Provide the number of lines in the entries below containing "HashMap", with no further words.

DATA EXCERPTS below:

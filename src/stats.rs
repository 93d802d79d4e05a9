//! Database statistics and health overview.
//!
//! Quick summary of what the engine holds: indexed ruling counts, index
//! dimension, cache entry freshness, and the per-HS-code distribution.
//! Used by `pct stats` to confirm collection and indexing are working.

use anyhow::Result;
use sqlx::Row;

use crate::config::Config;
use crate::db;
use crate::migrate;

/// Run the stats command: query the database and print a summary.
pub async fn run_stats(config: &Config) -> Result<()> {
    let pool = db::connect(&config.db.path).await?;
    migrate::run_migrations(&pool).await?;

    let total_docs: i64 = sqlx::query_scalar("SELECT COUNT(*) FROM documents")
        .fetch_one(&pool)
        .await?;
    let total_vectors: i64 = sqlx::query_scalar("SELECT COUNT(*) FROM embeddings")
        .fetch_one(&pool)
        .await?;
    let dimension: Option<String> =
        sqlx::query_scalar("SELECT value FROM index_meta WHERE key = 'dimension'")
            .fetch_optional(&pool)
            .await?;

    let now = chrono::Utc::now().timestamp();
    let cache_rows = sqlx::query("SELECT stored_at, ttl_seconds FROM ruling_cache")
        .fetch_all(&pool)
        .await?;
    let (mut cache_valid, mut cache_expired) = (0i64, 0i64);
    for row in &cache_rows {
        let stored_at: i64 = row.get("stored_at");
        let ttl: i64 = row.get("ttl_seconds");
        if now - stored_at > ttl {
            cache_expired += 1;
        } else {
            cache_valid += 1;
        }
    }

    let db_size = std::fs::metadata(&config.db.path)
        .map(|m| m.len())
        .unwrap_or(0);

    println!("Precedent Harness — Database Stats");
    println!("==================================");
    println!();
    println!("  Database:    {}", config.db.path.display());
    println!("  Size:        {}", format_bytes(db_size));
    println!();
    println!("  Rulings:     {}", total_docs);
    println!("  Vectors:     {}", total_vectors);
    println!(
        "  Dimension:   {}",
        dimension.as_deref().unwrap_or("(unset)")
    );
    println!(
        "  Cache:       {} valid / {} expired",
        cache_valid, cache_expired
    );

    // Per-HS-code breakdown
    let hs_rows = sqlx::query(
        "SELECT hs_code, COUNT(*) AS n FROM documents GROUP BY hs_code ORDER BY n DESC",
    )
    .fetch_all(&pool)
    .await?;

    if !hs_rows.is_empty() {
        println!();
        println!("  By HS code:");
        println!("  {:<20} {:>8}", "HS CODE", "RULINGS");
        println!("  {}", "-".repeat(30));
        for row in &hs_rows {
            let hs_code: String = row.get("hs_code");
            let n: i64 = row.get("n");
            println!("  {:<20} {:>8}", hs_code, n);
        }
    }

    println!();
    pool.close().await;
    Ok(())
}

/// Format a byte count as a human-readable string.
fn format_bytes(bytes: u64) -> String {
    if bytes < 1024 {
        format!("{} B", bytes)
    } else if bytes < 1024 * 1024 {
        format!("{:.1} KB", bytes as f64 / 1024.0)
    } else if bytes < 1024 * 1024 * 1024 {
        format!("{:.1} MB", bytes as f64 / (1024.0 * 1024.0))
    } else {
        format!("{:.2} GB", bytes as f64 / (1024.0 * 1024.0 * 1024.0))
    }
}
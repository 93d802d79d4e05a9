//! Retrieval orchestration.
//!
//! Composes the cache, collector, embedder, and vector index into the
//! per-query flow: cache lookup → collect on miss → index the collected
//! rulings → neighbor search → assemble. Collection failures fall back to
//! stale cache or index neighbors (degraded mode) before surfacing an
//! error.
//!
//! Concurrent queries for the same key collapse into one collection and
//! indexing cycle: a per-key async mutex serializes the miss path, and
//! losers re-check the cache after acquiring the lock, reusing the
//! winner's entry.

use std::collections::HashMap;
use std::sync::Arc;
use std::time::Duration;
use tokio::sync::Mutex;
use tracing::{debug, info, warn};

use crate::cache::{cache_key, RulingCache};
use crate::collector::RulingCollector;
use crate::config::Config;
use crate::db;
use crate::embedding::{Embedder, HashEmbedder};
use crate::error::{CollectionError, RetrievalError};
use crate::index::VectorIndex;
use crate::migrate;
use crate::models::{Neighbor, RetrievalResult, RetrievalSource, RulingDocument, RulingQuery};

/// Retry policy applied around the external collection call.
///
/// Only transport-level failures are retried; a source that answered with
/// nothing will answer with nothing again.
#[derive(Debug, Clone)]
pub struct RetryPolicy {
    pub max_attempts: u32,
    pub backoff: Duration,
}

impl RetryPolicy {
    fn should_retry(error: &CollectionError) -> bool {
        matches!(
            error,
            CollectionError::Transport(_) | CollectionError::Timeout(_)
        )
    }
}

/// The precedent retrieval engine.
///
/// Explicitly constructed and explicitly lifetimed — no ambient
/// singletons. Safe to share across concurrent queries behind an `Arc`.
pub struct RetrievalEngine {
    index: VectorIndex,
    cache: RulingCache,
    collector: Arc<dyn RulingCollector>,
    embedder: Box<dyn Embedder>,
    cache_ttl_seconds: u64,
    top_k: usize,
    retry: RetryPolicy,
    inflight: Mutex<HashMap<String, Arc<Mutex<()>>>>,
}

impl RetrievalEngine {
    /// Open the engine with the default deterministic hash embedder.
    pub async fn open(
        config: &Config,
        collector: Arc<dyn RulingCollector>,
    ) -> anyhow::Result<Self> {
        let embedder = Box::new(HashEmbedder::new(config.embedding.dimension));
        Self::open_with_embedder(config, collector, embedder).await
    }

    /// Open the engine with a caller-supplied embedding strategy.
    ///
    /// The embedder's dimension must match the index's recorded dimension;
    /// a disagreement fails here rather than corrupting the index later.
    pub async fn open_with_embedder(
        config: &Config,
        collector: Arc<dyn RulingCollector>,
        embedder: Box<dyn Embedder>,
    ) -> anyhow::Result<Self> {
        let pool = db::connect(&config.db.path).await?;
        migrate::run_migrations(&pool).await?;
        let index = VectorIndex::open(pool.clone(), embedder.dimension(), embedder.as_ref()).await?;
        let cache = RulingCache::new(pool);

        Ok(RetrievalEngine {
            index,
            cache,
            collector,
            embedder,
            cache_ttl_seconds: config.cache.ttl_seconds,
            top_k: config.retrieval.top_k,
            retry: RetryPolicy {
                max_attempts: config.retry.max_attempts,
                backoff: Duration::from_secs(config.retry.backoff_seconds),
            },
            inflight: Mutex::new(HashMap::new()),
        })
    }

    /// Run one retrieval query through the full state machine.
    pub async fn retrieve(&self, query: &RulingQuery) -> Result<RetrievalResult, RetrievalError> {
        let key = cache_key(&query.hs_code, query.product_context.as_deref());

        // A fresh cache hit skips collection entirely.
        if let Some(ids) = self.cache.get(&key).await? {
            let documents = self.index.get_documents(&ids).await?;
            return self.assemble(query, documents, false, RetrievalSource::Cache).await;
        }

        // Miss path is single-flight per key.
        let key_lock = self.key_lock(&key).await;
        let result = {
            let _held = key_lock.lock().await;
            self.resolve_miss(query, &key).await
        };
        self.release_key(&key, key_lock).await;
        result
    }

    /// The miss path, run while holding the per-key lock.
    async fn resolve_miss(
        &self,
        query: &RulingQuery,
        key: &str,
    ) -> Result<RetrievalResult, RetrievalError> {
        // Losers of the race find the winner's entry here.
        if let Some(ids) = self.cache.get(key).await? {
            let documents = self.index.get_documents(&ids).await?;
            return self.assemble(query, documents, false, RetrievalSource::Cache).await;
        }

        match self
            .collect_with_retry(&query.hs_code, query.product_context.as_deref())
            .await
        {
            Ok(documents) => {
                // Index: embed and upsert each fresh ruling, then cache the
                // id set under a fresh TTL.
                for document in &documents {
                    let vector = self.embedder.embed(&document.body_text);
                    self.index.upsert(document, &vector).await?;
                }
                let ids: Vec<String> = documents.iter().map(|d| d.id.clone()).collect();
                self.cache.put(key, &ids, self.cache_ttl_seconds).await?;
                self.assemble(query, documents, false, RetrievalSource::Collector)
                    .await
            }
            Err(error) => self.fallback(query, key, error).await,
        }
    }

    /// Semantic neighbor lookup against the index alone, with documents
    /// resolved. Used by the search command and by callers that want raw
    /// similarity ranking without the collection flow.
    pub async fn search_neighbors(
        &self,
        text: &str,
        k: usize,
    ) -> Result<Vec<(RulingDocument, f32)>, RetrievalError> {
        let query_vector = self.embedder.embed(text);
        let neighbors = self.index.search(&query_vector, k).await?;
        self.resolve_neighbors(&neighbors).await
    }

    pub fn index(&self) -> &VectorIndex {
        &self.index
    }

    pub fn cache(&self) -> &RulingCache {
        &self.cache
    }

    async fn collect_with_retry(
        &self,
        hs_code: &str,
        hints: Option<&str>,
    ) -> Result<Vec<RulingDocument>, CollectionError> {
        let mut last_error = None;

        for attempt in 0..self.retry.max_attempts {
            if attempt > 0 {
                let delay = self.retry.backoff * 2u32.pow(attempt - 1);
                tokio::time::sleep(delay).await;
            }

            match self.collector.collect(hs_code, hints).await {
                Ok(documents) => return Ok(documents),
                Err(error) => {
                    if RetryPolicy::should_retry(&error) && attempt + 1 < self.retry.max_attempts {
                        warn!(hs_code, %error, attempt, "collection failed, retrying");
                        last_error = Some(error);
                    } else {
                        return Err(error);
                    }
                }
            }
        }

        Err(last_error.unwrap_or_else(|| CollectionError::NoResults(hs_code.to_string())))
    }

    /// Fallback order: stale cache, then index neighbors, then failure.
    async fn fallback(
        &self,
        query: &RulingQuery,
        key: &str,
        error: CollectionError,
    ) -> Result<RetrievalResult, RetrievalError> {
        warn!(key, %error, "collection failed, evaluating fallback");

        if let Some(ids) = self.cache.get_stale(key).await? {
            let documents = self.index.get_documents(&ids).await?;
            if !documents.is_empty() {
                info!(key, "serving stale cache entry in degraded mode");
                return self.assemble(query, documents, true, RetrievalSource::Cache).await;
            }
        }

        let query_vector = self.embedder.embed(&query.embedding_text());
        let neighbors = self.index.search(&query_vector, self.top_k).await?;
        if !neighbors.is_empty() {
            info!(key, count = neighbors.len(), "serving index neighbors in degraded mode");
            let documents = self
                .resolve_neighbors(&neighbors)
                .await?
                .into_iter()
                .map(|(d, _)| d)
                .collect();
            return Ok(RetrievalResult {
                documents,
                degraded: true,
                source: RetrievalSource::IndexOnly,
            });
        }

        Err(RetrievalError::Collection(error))
    }

    /// Assemble the final result: primary documents first, then vector
    /// neighbors by descending similarity, deduplicated by id.
    async fn assemble(
        &self,
        query: &RulingQuery,
        primary: Vec<RulingDocument>,
        degraded: bool,
        source: RetrievalSource,
    ) -> Result<RetrievalResult, RetrievalError> {
        let query_vector = self.embedder.embed(&query.embedding_text());
        let neighbors = self.index.search(&query_vector, self.top_k).await?;

        let mut seen: std::collections::HashSet<String> =
            primary.iter().map(|d| d.id.clone()).collect();
        let mut documents = primary;

        for (document, _) in self.resolve_neighbors(&neighbors).await? {
            if seen.insert(document.id.clone()) {
                documents.push(document);
            }
        }

        debug!(%source, degraded, count = documents.len(), "assembled retrieval result");
        Ok(RetrievalResult {
            documents,
            degraded,
            source,
        })
    }

    async fn resolve_neighbors(
        &self,
        neighbors: &[Neighbor],
    ) -> Result<Vec<(RulingDocument, f32)>, RetrievalError> {
        let ids: Vec<String> = neighbors.iter().map(|n| n.document_id.clone()).collect();
        // Join by id: a neighbor whose metadata row is gone is dropped
        // without shifting the scores of the rest.
        let mut by_id: HashMap<String, RulingDocument> = self
            .index
            .get_documents(&ids)
            .await?
            .into_iter()
            .map(|d| (d.id.clone(), d))
            .collect();
        Ok(neighbors
            .iter()
            .filter_map(|n| by_id.remove(&n.document_id).map(|d| (d, n.similarity)))
            .collect())
    }

    async fn key_lock(&self, key: &str) -> Arc<Mutex<()>> {
        let mut map = self.inflight.lock().await;
        map.entry(key.to_string())
            .or_insert_with(|| Arc::new(Mutex::new(())))
            .clone()
    }

    /// Drop the per-key lock entry once no other query holds a clone, so
    /// the map stays bounded by in-flight keys rather than all keys ever
    /// seen.
    async fn release_key(&self, key: &str, lock: Arc<Mutex<()>>) {
        let mut map = self.inflight.lock().await;
        drop(lock);
        if let Some(entry) = map.get(key) {
            if Arc::strong_count(entry) == 1 {
                map.remove(key);
            }
        }
    }
}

End of DATA EXCERPTS.

[SOLUTION BELOW] 4